A colt castration is a routine procedure performed in first opinion equine practice. It can be done in one of two ways:
- Standing (sedated)
- Down (under GA)
As a practice we most commonly perform the castration with the colt standing. Reasons for doing it down would be:
- Size of the animal (Shetland)
- Size of the testicles (too small)
- Temperament of the horse (too risky for the vet)
- If it was a Donkey
There are two main ways to perform the castrate, either OPEN or CLOSED. This refers to whether or not we incise (cut) into the sack which goes around the testicle. In our practice we always perform the castration OPEN. This means your colt will be left with two incisions (holes) through which any blood etc can drain.
How to prepare your horse before the operation
- We normally recommend that you starve your colt overnight and withhold water an hour before the operation.
- The operation will always be carried out in the morning and you should make sure you have the rest of the day free for regular checks on your horse.
- Make sure your horse is up to date with TETANUS vaccinations, if not we can start them the same day. The 2nd vaccination is given 4-6 weeks later.
- Put a fresh straw bed down in the morning of the operation.

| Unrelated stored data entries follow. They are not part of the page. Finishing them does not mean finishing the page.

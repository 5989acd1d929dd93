//! # Payload Envelopes
//!
//! Confidentiality for payloads in flight on the local bus.
//!
//! Symmetric envelopes seal with XChaCha20-Poly1305 under the shared
//! key. Asymmetric envelopes derive a one-off sealing key from an
//! ephemeral x25519 exchange against the recipient's handshake key,
//! then seal the same way; the ephemeral public key rides along in the
//! envelope. Opening with the wrong key fails the AEAD tag check, which
//! is how the bus decides a payload is not for a given subscriber.

use crate::error::{Result, VaspError};
use crate::model::EncryptionType;
use chacha20poly1305::aead::{Aead, KeyInit};
use chacha20poly1305::{XChaCha20Poly1305, XNonce};
use rand_core::{OsRng, RngCore};
use serde::{Deserialize, Serialize};
use sha2::{Digest, Sha256};
use x25519_dalek::{EphemeralSecret, PublicKey, StaticSecret};
use zeroize::Zeroize;

/// XChaCha20-Poly1305 nonce width in bytes.
const NONCE_LENGTH: usize = 24;

#[derive(Serialize, Deserialize)]
struct Envelope {
    /// Present only on asymmetric envelopes.
    ephemeral_key: Option<[u8; 32]>,
    nonce: [u8; NONCE_LENGTH],
    ciphertext: Vec<u8>,
}

fn decode_key(key: &str, what: &str) -> Result<[u8; 32]> {
    let cleaned = key.strip_prefix("0x").unwrap_or(key);
    let mut bytes = hex::decode(cleaned)
        .map_err(|e| VaspError::Format(format!("{what} is not valid hex: {e}")))?;
    if bytes.len() != 32 {
        bytes.zeroize();
        return Err(VaspError::Format(format!("{what} must be 32 bytes")));
    }
    let mut out = [0u8; 32];
    out.copy_from_slice(&bytes);
    bytes.zeroize();
    Ok(out)
}

fn generate_nonce() -> [u8; NONCE_LENGTH] {
    let mut nonce = [0u8; NONCE_LENGTH];
    OsRng.fill_bytes(&mut nonce);
    nonce
}

/// Derive the sealing key for an asymmetric envelope. Both public keys
/// enter the hash for domain separation.
fn derive_sealing_key(shared_secret: &[u8; 32], ephemeral: &[u8; 32], recipient: &[u8; 32]) -> [u8; 32] {
    let mut hasher = Sha256::new();
    hasher.update(b"vasp-envelope-v1");
    hasher.update(shared_secret);
    hasher.update(b"ephemeral");
    hasher.update(ephemeral);
    hasher.update(b"recipient");
    hasher.update(recipient);
    hasher.finalize().into()
}

fn encrypt(mut key: [u8; 32], nonce: &[u8; NONCE_LENGTH], plaintext: &[u8]) -> Result<Vec<u8>> {
    let cipher = XChaCha20Poly1305::new((&key).into());
    key.zeroize();
    cipher
        .encrypt(XNonce::from_slice(nonce), plaintext)
        .map_err(|_| VaspError::Crypto("encryption failed".into()))
}

fn decrypt(mut key: [u8; 32], nonce: &[u8; NONCE_LENGTH], ciphertext: &[u8]) -> Result<Vec<u8>> {
    let cipher = XChaCha20Poly1305::new((&key).into());
    key.zeroize();
    cipher
        .decrypt(XNonce::from_slice(nonce), ciphertext)
        .map_err(|_| VaspError::Crypto("decryption failed".into()))
}

/// Seal a payload. For [`EncryptionType::Symmetric`], `key` is the
/// shared hex key; for [`EncryptionType::Asymmetric`], the recipient's
/// handshake public key.
pub fn seal(encryption: EncryptionType, key: &str, plaintext: &[u8]) -> Result<Vec<u8>> {
    let nonce = generate_nonce();
    let envelope = match encryption {
        EncryptionType::Symmetric => {
            let shared = decode_key(key, "symmetric key")?;
            Envelope {
                ephemeral_key: None,
                nonce,
                ciphertext: encrypt(shared, &nonce, plaintext)?,
            }
        }
        EncryptionType::Asymmetric => {
            let recipient_bytes = decode_key(key, "handshake public key")?;
            let recipient = PublicKey::from(recipient_bytes);
            let ephemeral = EphemeralSecret::random_from_rng(OsRng);
            let ephemeral_public = PublicKey::from(&ephemeral).to_bytes();
            let shared = ephemeral.diffie_hellman(&recipient);
            let sealing_key =
                derive_sealing_key(shared.as_bytes(), &ephemeral_public, &recipient_bytes);
            Envelope {
                ephemeral_key: Some(ephemeral_public),
                nonce,
                ciphertext: encrypt(sealing_key, &nonce, plaintext)?,
            }
        }
    };
    bincode::serialize(&envelope).map_err(|e| VaspError::Serialization(e.to_string()))
}

/// Open a sealed payload. For [`EncryptionType::Symmetric`], `key` is
/// the shared hex key; for [`EncryptionType::Asymmetric`], the
/// recipient's handshake *private* key.
///
/// # Errors
/// A crypto error when the envelope was sealed for a different key or
/// mode; a format error on undecodable framing or key material.
pub fn open(encryption: EncryptionType, key: &str, sealed: &[u8]) -> Result<Vec<u8>> {
    let envelope: Envelope = bincode::deserialize(sealed)
        .map_err(|e| VaspError::Format(format!("malformed envelope: {e}")))?;

    match (encryption, envelope.ephemeral_key) {
        (EncryptionType::Symmetric, None) => {
            let shared = decode_key(key, "symmetric key")?;
            decrypt(shared, &envelope.nonce, &envelope.ciphertext)
        }
        (EncryptionType::Asymmetric, Some(ephemeral_public)) => {
            let secret_bytes = decode_key(key, "handshake private key")?;
            let secret = StaticSecret::from(secret_bytes);
            let own_public = PublicKey::from(&secret).to_bytes();
            let shared = secret.diffie_hellman(&PublicKey::from(ephemeral_public));
            let sealing_key = derive_sealing_key(shared.as_bytes(), &ephemeral_public, &own_public);
            decrypt(sealing_key, &envelope.nonce, &envelope.ciphertext)
        }
        _ => Err(VaspError::Crypto(
            "envelope encryption mode mismatch".into(),
        )),
    }
}

/// Generate a fresh symmetric envelope key, hex-encoded.
pub fn generate_sym_key() -> String {
    let mut key = [0u8; 32];
    OsRng.fill_bytes(&mut key);
    let encoded = hex::encode(key);
    key.zeroize();
    encoded
}

/// Derive a symmetric envelope key from a shared password.
pub fn sym_key_from_password(password: &str) -> String {
    let mut hasher = Sha256::new();
    hasher.update(b"vasp-sym-key-v1");
    hasher.update(password.as_bytes());
    hex::encode(hasher.finalize())
}

/// Generate an x25519 handshake key pair as `(private hex, public hex)`.
pub fn generate_handshake_keypair() -> (String, String) {
    let mut secret_bytes = [0u8; 32];
    OsRng.fill_bytes(&mut secret_bytes);
    let secret = StaticSecret::from(secret_bytes);
    let public = PublicKey::from(&secret);
    let pair = (hex::encode(secret.to_bytes()), hex::encode(public.to_bytes()));
    secret_bytes.zeroize();
    pair
}

#[cfg(test)]
mod tests {
    use super::*;

    #[test]
    fn symmetric_round_trip() {
        let key = generate_sym_key();
        let sealed = seal(EncryptionType::Symmetric, &key, b"travel rule data").unwrap();
        let opened = open(EncryptionType::Symmetric, &key, &sealed).unwrap();
        assert_eq!(opened, b"travel rule data");
    }

    #[test]
    fn symmetric_wrong_key_fails() {
        let sealed = seal(EncryptionType::Symmetric, &generate_sym_key(), b"data").unwrap();
        let err = open(EncryptionType::Symmetric, &generate_sym_key(), &sealed).unwrap_err();
        assert!(matches!(err, VaspError::Crypto(_)));
    }

    #[test]
    fn asymmetric_round_trip() {
        let (private_key, public_key) = generate_handshake_keypair();
        let sealed = seal(EncryptionType::Asymmetric, &public_key, b"for your eyes").unwrap();
        let opened = open(EncryptionType::Asymmetric, &private_key, &sealed).unwrap();
        assert_eq!(opened, b"for your eyes");
    }

    #[test]
    fn asymmetric_wrong_recipient_fails() {
        let (_, public_key) = generate_handshake_keypair();
        let (other_private, _) = generate_handshake_keypair();
        let sealed = seal(EncryptionType::Asymmetric, &public_key, b"data").unwrap();
        assert!(open(EncryptionType::Asymmetric, &other_private, &sealed).is_err());
    }

    #[test]
    fn mode_mismatch_is_rejected() {
        let key = generate_sym_key();
        let sealed = seal(EncryptionType::Symmetric, &key, b"data").unwrap();
        let (private_key, _) = generate_handshake_keypair();
        assert!(open(EncryptionType::Asymmetric, &private_key, &sealed).is_err());
    }

    #[test]
    fn password_keys_are_deterministic() {
        assert_eq!(
            sym_key_from_password("Hello,World!"),
            sym_key_from_password("Hello,World!")
        );
        assert_ne!(
            sym_key_from_password("Hello,World!"),
            sym_key_from_password("hello,world!")
        );
    }

    #[test]
    fn malformed_envelope_is_a_format_error() {
        let key = generate_sym_key();
        let err = open(EncryptionType::Symmetric, &key, b"\xff\xff").unwrap_err();
        assert!(matches!(err, VaspError::Format(_)));
    }
}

The vet will always talk through the castration procedure with you at the time of the operation but the list below covers the main points. The vet will:
- Listen to the heart
- Check there are two testicles present
- Sedate the colt
- Apply tail bandage
- Administer antibiotics, painkillers and tetanus antitoxin
- Clean the scrotum
- Inject local anaesthetic into each testicle and cord
- Clean the scrotum again
- Using sterile gloves and instruments cut the skin and expose the testicle
- The cord will be emasculated (special instrument to prevent bleeding and remove the testicle)
- The same will be performed for both testicles
With any procedure there is an element of risk. Risks and complications associated with a standing colt castrate would include:
- Bleeding from the incisions
(Dripping from the incisions can be normal for 24-48 hours as long as you can count the drips of blood. If it is a steady stream of blood then contact the vet)

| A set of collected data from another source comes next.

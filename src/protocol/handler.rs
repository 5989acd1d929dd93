//! # Transfer Handlers
//!
//! The polymorphic callback contract invoked on every processed message.
//!
//! Every hook has a provided default body performing the canonical
//! request→reply transformation (populate the outcome code, pass the
//! stub through). Concrete handlers override only what their business
//! logic needs — typically the three hooks that touch a ledger:
//! [`on_transfer_request`](TransferHandler::on_transfer_request),
//! [`on_transfer_reply`](TransferHandler::on_transfer_reply) and
//! [`on_transfer_dispatch`](TransferHandler::on_transfer_dispatch).
//!
//! Hooks run under the session's lock and synchronously with respect to
//! the transport's delivery task; keep them bounded in latency or hand
//! heavy work to a worker pool.

use crate::error::Result;
use crate::model::{
    SessionReply, SessionRequest, Termination, TransferConfirmation, TransferDispatch,
    TransferReply, TransferRequest, VaspResponseCode,
};
use crate::session::Session;
use async_trait::async_trait;

/// Per-message-type callbacks with pass-through defaults.
#[async_trait]
pub trait TransferHandler: Send + Sync {
    /// A counterparty opened a session. The stub already carries this
    /// VASP's identity; override to vet the requester.
    async fn on_session_request(
        &self,
        _request: &SessionRequest,
        response: &mut SessionReply,
        _session: &mut Session,
    ) -> Result<()> {
        if response.header.response_code.is_none() {
            response.header.response_code = Some(VaspResponseCode::Ok);
        }
        Ok(())
    }

    /// The counterparty accepted our session. `response` is the
    /// transfer request built from the session's seeded transfer
    /// intent, or `None` when this side has nothing to announce.
    async fn on_session_reply(
        &self,
        _reply: &SessionReply,
        _response: Option<&mut TransferRequest>,
        _session: &mut Session,
    ) -> Result<()> {
        Ok(())
    }

    /// Business hook: resolve the beneficiary's settlement address and
    /// populate it on the reply.
    async fn on_transfer_request(
        &self,
        _request: &TransferRequest,
        response: &mut TransferReply,
        _session: &mut Session,
    ) -> Result<()> {
        if response.header.response_code.is_none() {
            response.header.response_code = Some(VaspResponseCode::Ok);
        }
        Ok(())
    }

    /// Business hook: settle the transfer (debit originator, credit the
    /// destination) and record the transaction on the dispatch.
    async fn on_transfer_reply(
        &self,
        _reply: &TransferReply,
        _response: &mut TransferDispatch,
        _session: &mut Session,
    ) -> Result<()> {
        Ok(())
    }

    /// Business hook: confirm the referenced transaction moved the
    /// expected amount; report the outcome via the response code.
    async fn on_transfer_dispatch(
        &self,
        _dispatch: &TransferDispatch,
        response: &mut TransferConfirmation,
        _session: &mut Session,
    ) -> Result<()> {
        if response.header.response_code.is_none() {
            response.header.response_code = Some(VaspResponseCode::Ok);
        }
        Ok(())
    }

    /// The transfer was confirmed; the stub closes the session.
    async fn on_transfer_confirmation(
        &self,
        _confirmation: &TransferConfirmation,
        _response: &mut Termination,
        _session: &mut Session,
    ) -> Result<()> {
        Ok(())
    }

    /// The counterparty closed the session. No response is produced.
    async fn on_termination(
        &self,
        _termination: &Termination,
        _session: &mut Session,
    ) -> Result<()> {
        Ok(())
    }
}

/// Handler consisting entirely of the canonical defaults. Useful for
/// driving a protocol flow without any business back-end attached.
#[derive(Debug, Clone, Copy, Default)]
pub struct SimpleTransferHandler;

#[async_trait]
impl TransferHandler for SimpleTransferHandler {}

(Again this can be normal for the first few days but it should reduce with turnout. If not contact the vet)
- Something hanging down from the incisions
(This can be a remnant of the cord or fat from the inside of the horse’s belly or very rarely intestine from the horse’s belly. In any situation, contact the vet)
(This would normally be seen about a week after the operation. The horse may be lame or off colour or just have a very swollen scrotum. Always contact the vet if you are concerned)

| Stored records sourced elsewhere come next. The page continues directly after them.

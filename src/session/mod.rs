//! # Sessions
//!
//! Session-scoped protocol state: one [`Session`] binds a handshake to
//! its evolving transfer context and enforces the legal message order;
//! the [`SessionRegistry`](registry::SessionRegistry) keys live sessions
//! by correlation id and keeps lookups race-free.

pub mod registry;
pub mod state;

pub use registry::{RegistryStats, SessionRegistry};
pub use state::SessionState;

use crate::model::{SessionId, TransferInfo, VaspInfo, VaspMessage};
use std::time::Instant;
use tracing::debug;

/// One live protocol session between two counterparties.
///
/// Owned by the registry that created it and mutated only by dispatch
/// callbacks running under the session's lock. The transfer context
/// fills in as messages are accepted; the peer identity is captured
/// from the handshake messages.
#[derive(Debug, Clone)]
pub struct Session {
    id: SessionId,
    state: SessionState,
    own_info: VaspInfo,
    peer_info: Option<VaspInfo>,
    transfer_info: TransferInfo,
    #[allow(dead_code)]
    created_at: Instant,
    last_activity: Instant,
}

impl Session {
    /// Create a fresh session awaiting its opening request.
    pub fn new(id: SessionId, own_info: VaspInfo) -> Self {
        let now = Instant::now();
        Self {
            id,
            state: SessionState::AwaitingSessionRequest,
            own_info,
            peer_info: None,
            transfer_info: TransferInfo::default(),
            created_at: now,
            last_activity: now,
        }
    }

    pub fn id(&self) -> &SessionId {
        &self.id
    }

    pub fn state(&self) -> SessionState {
        self.state
    }

    /// This VASP's identity as advertised to the counterparty.
    pub fn own_info(&self) -> &VaspInfo {
        &self.own_info
    }

    /// The counterparty's identity, once a handshake message carried it.
    pub fn peer_info(&self) -> Option<&VaspInfo> {
        self.peer_info.as_ref()
    }

    pub fn transfer_info(&self) -> &TransferInfo {
        &self.transfer_info
    }

    pub fn transfer_info_mut(&mut self) -> &mut TransferInfo {
        &mut self.transfer_info
    }

    pub(crate) fn idle_for(&self) -> std::time::Duration {
        self.last_activity.elapsed()
    }

    /// Commit an accepted inbound message: absorb its fields into the
    /// session context and advance to the already-validated successor
    /// state. Dispatch calls this only after the handler callback
    /// succeeded.
    pub(crate) fn commit_inbound(&mut self, message: &VaspMessage, next: SessionState) {
        self.absorb(message, true);
        debug!(session = %self.id, from = %self.state, to = %next, "session advanced");
        self.state = next;
        self.last_activity = Instant::now();
    }

    /// Commit a message this side sent. Sends walk the same state
    /// machine as receipts, but an outbound handshake message carries
    /// our own identity and must not overwrite the peer's.
    pub(crate) fn commit_outbound(&mut self, message: &VaspMessage, next: SessionState) {
        self.absorb(message, false);
        debug!(session = %self.id, from = %self.state, to = %next, "session advanced (outbound)");
        self.state = next;
        self.last_activity = Instant::now();
    }

    fn absorb(&mut self, message: &VaspMessage, inbound: bool) {
        match message {
            VaspMessage::SessionRequest(m) if inbound => {
                self.peer_info = Some(m.sender.clone());
            }
            VaspMessage::SessionReply(m) if inbound => {
                self.peer_info = Some(m.sender.clone());
            }
            VaspMessage::SessionRequest(_) | VaspMessage::SessionReply(_) => {}
            VaspMessage::TransferRequest(m) => {
                self.transfer_info.originator = Some(m.originator.clone());
                self.transfer_info.beneficiary = Some(m.beneficiary.clone());
                self.transfer_info.transfer = Some(m.transfer);
            }
            VaspMessage::TransferReply(m) => {
                self.transfer_info.destination_address = m.destination_address.clone();
            }
            VaspMessage::TransferDispatch(m) => {
                self.transfer_info.tx = m.tx.clone();
            }
            VaspMessage::TransferConfirmation(_) | VaspMessage::Termination(_) => {}
        }
    }
}

#[cfg(test)]
pub(crate) mod tests_fixtures {
    use crate::model::{
        AssetType, Header, MessageId, MessageType, SessionId, SessionRequest, TransferRequest,
        TransferSpec, TravelRuleParty, Vaan, VaspCode, VaspInfo, VaspMessage,
    };

    pub fn vasp_info(code: &str) -> VaspInfo {
        VaspInfo {
            name: format!("VASP {code}"),
            vasp_code: VaspCode::new(code).unwrap(),
            contract_address: format!("0x{}", code.repeat(5)),
            handshake_key: "aa".repeat(32),
            signing_key: "bb".repeat(64),
        }
    }

    pub fn session_request_fixture() -> VaspMessage {
        VaspMessage::SessionRequest(SessionRequest {
            header: Header::new(
                MessageId::from_index(0),
                SessionId::new("0".repeat(32)).unwrap(),
                MessageType::SessionRequest,
            ),
            comment: "session request".into(),
            sender: vasp_info("7dface61"),
        })
    }

    pub fn transfer_request_fixture(session_id: SessionId) -> VaspMessage {
        VaspMessage::TransferRequest(TransferRequest {
            header: Header::new(MessageId::from_index(2), session_id, MessageType::TransferRequest),
            comment: String::new(),
            originator: TravelRuleParty {
                name: "Alice".into(),
                vaan: Vaan::new("7dface610123456789abcdef").unwrap(),
            },
            beneficiary: TravelRuleParty {
                name: "Bob".into(),
                vaan: Vaan::new("08c3b8b4fedcba9876543210").unwrap(),
            },
            transfer: TransferSpec {
                asset: AssetType::Eth,
                amount: 1_000,
            },
        })
    }
}

#[cfg(test)]
mod tests {
    use super::tests_fixtures::*;
    use super::*;
    use crate::model::MessageType;

    #[test]
    fn commit_absorbs_handshake_and_transfer_context() {
        let request = session_request_fixture();
        let session_id = request.session_id().clone();
        let mut session = Session::new(session_id.clone(), vasp_info("08c3b8b4"));

        assert!(session.peer_info().is_none());
        let next = session.state().accept(MessageType::SessionRequest).unwrap();
        session.commit_inbound(&request, next);

        let peer = session.peer_info().expect("peer captured");
        assert_eq!(peer.vasp_code.as_str(), "7dface61");
        assert_eq!(session.state(), SessionState::AwaitingSessionReply);

        // Jump the state to where a transfer request is legal.
        let reply_state = session.state();
        assert_eq!(reply_state.expected(), Some(MessageType::SessionReply));

        let transfer = transfer_request_fixture(session_id);
        let mut session = {
            let mut s = session.clone();
            // walk forward through the reply state
            let via = VaspMessage::SessionReply(crate::model::SessionReply {
                header: crate::model::Header::new(
                    crate::model::MessageId::from_index(1),
                    s.id().clone(),
                    MessageType::SessionReply,
                ),
                comment: String::new(),
                sender: vasp_info("08c3b8b4"),
            });
            let next = s.state().accept(MessageType::SessionReply).unwrap();
            s.commit_inbound(&via, next);
            s
        };

        let next = session.state().accept(MessageType::TransferRequest).unwrap();
        session.commit_inbound(&transfer, next);

        let info = session.transfer_info();
        assert_eq!(info.originator.as_ref().unwrap().name, "Alice");
        assert_eq!(info.beneficiary.as_ref().unwrap().name, "Bob");
        assert_eq!(info.transfer.unwrap().amount, 1_000);
        assert_eq!(session.state(), SessionState::AwaitingTransferReply);
    }
}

(A horse should NEVER be off colour or colic after a colt castrate) If you are concerned about any of these complications in your gelding ALWAYS RING THE VET FOR ADVICE. After the operation your horse will remain sedated for approximately an hour. The tail bandage can be removed within 2 hours of the procedure. He will be able to eat something when he is properly awake. We usually recommend in hand walking for the same day and turnout can start from the following day. The newly gelded horse should remain separate from mares for 6 weeks. We don’t recommend worming your horse 1 week either side of your colt being gelded. A first tetanus vaccination can be given at the same time as your colt is castrated. The second vaccination will be due in 4-6 weeks time. A tetanus antitoxin injection is always given to give immediate protection against this potentially fatal disease.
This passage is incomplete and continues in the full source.